## YOUR OBJECTIVE
Report, in full, each line of the material below in which the string "await" occurs.
■ ■ ■ ■ ■
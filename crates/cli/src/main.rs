//! Parcel Desk CLI - run the support tools without an MCP client.
//!
//! # Usage
//!
//! ```bash
//! # List every tool, or one domain
//! pd-cli tools
//! pd-cli tools --domain orders
//!
//! # Show how an order id is classified
//! pd-cli classify ORD-1001-D
//!
//! # Run a tool against the mock platform
//! pd-cli call get_order_status --args '{"order_id": "ORD-1001-D"}'
//! pd-cli call get_shipping_info --args '{"order_value": 50}'
//! ```
//!
//! `call` exits with status 1 when the tool refuses the request.

#![cfg_attr(not(test), forbid(unsafe_code))]

use std::path::PathBuf;

use clap::{Parser, Subcommand};

mod commands;

#[derive(Parser)]
#[command(name = "pd-cli")]
#[command(author, version, about = "Parcel Desk CLI tools")]
struct Cli {
    #[command(subcommand)]
    command: Commands,
}

#[derive(Subcommand)]
enum Commands {
    /// List available tools
    Tools {
        /// Only tools in this domain (`orders`, `support`)
        #[arg(short, long)]
        domain: Option<String>,
    },
    /// Classify an order id and show its status profile
    Classify {
        /// Order id, e.g. ORD-1001-D
        order_id: String,
    },
    /// Run a tool and print its JSON result
    Call {
        /// Tool name
        tool: String,

        /// Tool arguments as a JSON object
        #[arg(short, long)]
        args: Option<String>,

        /// Support content YAML to use instead of the built-in content
        #[arg(long, env = "PARCEL_DESK_CONTENT_PATH")]
        content: Option<PathBuf>,
    },
}

#[tokio::main]
async fn main() {
    // Load .env file if present
    dotenvy::dotenv().ok();

    // Logs go to stderr so stdout stays machine-readable
    tracing_subscriber::fmt()
        .with_writer(std::io::stderr)
        .with_env_filter(
            tracing_subscriber::EnvFilter::try_from_default_env()
                .unwrap_or_else(|_| "warn".into()),
        )
        .init();

    let cli = Cli::parse();

    match run(cli).await {
        Ok(commands::Outcome::Success) => {}
        Ok(commands::Outcome::Rejected) => std::process::exit(1),
        Err(e) => {
            tracing::error!("Command failed: {e}");
            std::process::exit(1);
        }
    }
}

async fn run(cli: Cli) -> Result<commands::Outcome, Box<dyn std::error::Error>> {
    match cli.command {
        Commands::Tools { domain } => commands::tools::list(domain.as_deref()),
        Commands::Classify { order_id } => commands::classify::show(&order_id),
        Commands::Call {
            tool,
            args,
            content,
        } => commands::call::run(&tool, args.as_deref(), content).await,
    }
}
//! Application state shared across handlers.

use std::sync::Arc;

use parcel_desk_core::ValidationLayer;

use crate::config::ServerConfig;
use crate::content::{ContentError, SupportContent};
use crate::mcp::McpHandler;

/// Application state shared across all handlers.
///
/// This struct is cheaply cloneable via `Arc`.
#[derive(Clone)]
pub struct AppState {
    inner: Arc<AppStateInner>,
}

struct AppStateInner {
    config: ServerConfig,
    mcp: McpHandler,
}

impl AppState {
    /// Create a new application state from an already built handler.
    #[must_use]
    pub fn new(config: ServerConfig, mcp: McpHandler) -> Self {
        Self {
            inner: Arc::new(AppStateInner { config, mcp }),
        }
    }

    /// Build the platform and load the support content named by `config`.
    ///
    /// # Errors
    ///
    /// Returns an error if the content override cannot be loaded.
    pub fn from_config(config: ServerConfig) -> Result<Self, ContentError> {
        let mcp = build_handler(&config)?;
        Ok(Self::new(config, mcp))
    }

    /// Get a reference to the server configuration.
    #[must_use]
    pub fn config(&self) -> &ServerConfig {
        &self.inner.config
    }

    /// Get a reference to the MCP handler.
    #[must_use]
    pub fn mcp(&self) -> &McpHandler {
        &self.inner.mcp
    }
}

/// Wire the configured platform and content into an MCP handler.
///
/// # Errors
///
/// Returns an error if the content override cannot be loaded.
pub fn build_handler(config: &ServerConfig) -> Result<McpHandler, ContentError> {
    let content = SupportContent::load(config.content_path.as_deref())?;
    let orders = ValidationLayer::new(config.platform.build());
    Ok(McpHandler::new(orders, Arc::new(content)))
}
■ ■ ■ ■ ■
## REPLY
    match run(cli).await {
        } => commands::call::run(&tool, args.as_deref(), content).await,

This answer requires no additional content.